Noting that the incident still took place, the Board put forth several recommendations to the SCDF, which include further reviewing its anti-ragging measures and helping servicemen better internalise the anti-ragging policy.

While it has already stepped up its anti-ragging measures following the accident, such as introducing stiffer penalties, the SCDF said on Thursday that it will do more.

A code of conduct will be established, requiring all officers to internalise SCDF’s zero-tolerance stance against ragging. Ragging will also be acknowledged as contrary to the SCDF’s core values.

A set of guidelines has also been introduced for officers who plan to organise informal gatherings, such as to celebrate a serviceman's operationally ready date.

Commanders will also be trained to "know how to identify vulnerable individuals and pre-empt and prevent unacceptable behaviour in SCDF, including ragging", the SCDF said.

Long-serving officers who are not in formal command positions but who wield informal influence on the ground will also be engaged as anti-ragging ambassadors.

"SCDF is committed to eradicating ragging within our ranks, and preventing any further tragic and needless loss of lives, even as our servicemen continue to serve the nation in fire-fighting and other emergency and rescue operations," the SCDF said.

The Board of Inquiry’s work is separate from investigations by the Singapore Police Force, which has resulted in five SCDF personnel being charged in court in July.

Another eight SCDF officers who were also present during the ragging incident are being investigated, it was reported earlier. 

Mr Shanmugam said on Thursday: “Cpl Kok’s death was a most tragic loss, both for his family and SCDF. Our thoughts continue to be with his family, and we will support and assist them in any way we can.”

Cpl Kok’s aunt, Madam Helen Kok, 55, said the SCDF should have implemented these anti-ragging measures early on, and not wait until a life was lost. 

She said her brother, Cpl Kok’s father, cried after reading the report of the findings, which was shared with the family.

For them, questions still remain.

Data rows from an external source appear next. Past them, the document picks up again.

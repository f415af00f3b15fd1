//! Payload codec: work item to bytes and back.

use std::{collections::HashMap, sync::Arc};

use bincode::{config::Configuration, error::DecodeError, Decode, Encode};
use bytes::Bytes;

use crate::{
    error::{CodecError, DeserializationError},
    job::{Job, Perform},
};

/// A decoded work item together with the type tag it was stored under.
pub struct Decoded {
    pub job_type: String,
    pub item: Arc<dyn Perform>,
}

impl Decoded {
    pub fn name(&self) -> String {
        self.item
            .display_name()
            .unwrap_or_else(|| self.job_type.clone())
    }
}

pub trait PayloadCodec: Send + Sync + 'static {
    fn decode(&self, payload: &[u8]) -> Result<Decoded, DeserializationError>;
}

pub trait EncodeJob<J>: Send + Sync + 'static {
    fn encode(&self, job: &J) -> Result<Bytes, CodecError>;
}

#[derive(Encode, Decode)]
struct Envelope {
    job_type: String,
    body: Vec<u8>,
}

type DecodeFn = fn(&[u8], Configuration) -> Result<Arc<dyn Perform>, DecodeError>;

fn decode_body<J: Job>(
    body: &[u8],
    config: Configuration,
) -> Result<Arc<dyn Perform>, DecodeError> {
    let (job, _) = bincode::decode_from_slice::<J, _>(body, config)?;
    Ok(Arc::new(job))
}

/// Bincode codec over a registry of job types.
///
/// Every job type a worker should run must be registered on that worker's
/// codec; payloads of unknown types fail to load.
#[derive(Clone)]
pub struct BincodeCodec {
    decoders: HashMap<&'static str, DecodeFn>,
    bincode_config: Configuration,
}

impl BincodeCodec {
    pub fn new() -> Self {
        Self {
            decoders: HashMap::new(),
            bincode_config: bincode::config::standard(),
        }
    }

    pub fn register<J: Job>(mut self) -> Self {
        self.decoders.insert(J::NAME, decode_body::<J>);
        self
    }

    pub fn is_registered(&self, job_type: &str) -> bool {
        self.decoders.contains_key(job_type)
    }
}

impl Default for BincodeCodec {
    fn default() -> Self {
        Self::new()
    }
}

impl<J: Job> EncodeJob<J> for BincodeCodec {
    fn encode(&self, job: &J) -> Result<Bytes, CodecError> {
        if !self.is_registered(J::NAME) {
            return Err(CodecError::UnregisteredJobType(J::NAME));
        }
        let envelope = Envelope {
            job_type: J::NAME.to_string(),
            body: bincode::encode_to_vec(job, self.bincode_config)?,
        };
        Ok(bincode::encode_to_vec(&envelope, self.bincode_config)?.into())
    }
}

impl PayloadCodec for BincodeCodec {
    fn decode(&self, payload: &[u8]) -> Result<Decoded, DeserializationError> {
        let (envelope, _): (Envelope, usize) =
            bincode::decode_from_slice(payload, self.bincode_config)
                .map_err(DeserializationError::Envelope)?;

        let decode = self
            .decoders
            .get(envelope.job_type.as_str())
            .ok_or_else(|| DeserializationError::UnknownJobType(envelope.job_type.clone()))?;

        let item = decode(&envelope.body, self.bincode_config).map_err(|error| {
            DeserializationError::Body {
                job_type: envelope.job_type.clone(),
                error,
            }
        })?;

        Ok(Decoded {
            job_type: envelope.job_type,
            item,
        })
    }
}
//! Turns "this job looks available" into "this worker holds it exclusively".

use std::time::Duration;

use tracing::instrument;

use crate::{
    error::StoreError,
    store::{lease_cutoff, ClaimMode, JobStore, LockClaim},
    types::JobRecord,
};

/// Builds the conditional update for `job` as seen by `worker` at `now`.
pub fn build_claim(
    job: &JobRecord,
    worker: &str,
    max_run_time: Duration,
    now: crate::types::DateTime,
) -> LockClaim {
    // A worker resuming its own lease skips the `run_at` check on purpose so a
    // restarted worker can pick its jobs back up.
    let mode = if job.is_locked_by(worker) {
        ClaimMode::Resume
    } else {
        ClaimMode::Acquire {
            expired_before: lease_cutoff(now, max_run_time),
        }
    };
    LockClaim {
        job_id: job.id,
        worker: worker.to_string(),
        now,
        mode,
    }
}

/// Attempts to lease `job` for `worker`.
///
/// Returns `Ok(false)` when another worker won the race or the row is gone;
/// that is contention, not an error. On success `job` is updated in place to
/// match what was written.
#[instrument(skip_all, fields(job_id = %job.id, worker = worker), err)]
pub async fn lock_exclusively<S>(
    store: &S,
    job: &mut JobRecord,
    worker: &str,
    max_run_time: Duration,
) -> Result<bool, StoreError>
where
    S: JobStore + ?Sized,
{
    let now = store.now().await?;
    let claim = build_claim(job, worker, max_run_time, now);

    let Some(first_started_at) = store.try_lock(&claim).await? else {
        return Ok(false);
    };

    claim.apply(job);
    job.first_started_at = Some(first_started_at);
    Ok(true)
}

Madam Kok, a nurse, asked: “Safety is so important. How did they get approval to access the pump well that night?”

Mr Tan Jin Thong, a former SCDF deputy commissioner who retired in 1999, thinks that the move to decommission all pump wells at fire stations is “a bit of an over-reaction”.

Mr Tan, 79, said there are fire stations located across the island, and having to send all the fire engines to the CDA is inefficient. For safety, pump wells at stations can be made wider and shallower, he suggested. 

“This case is not about somebody slipping and falling in. It’s about someone being mischievous and pushing another person in. That kind of thing should be stopped - educate and monitor the servicemen and have more safety protocols,” he told The Straits Times.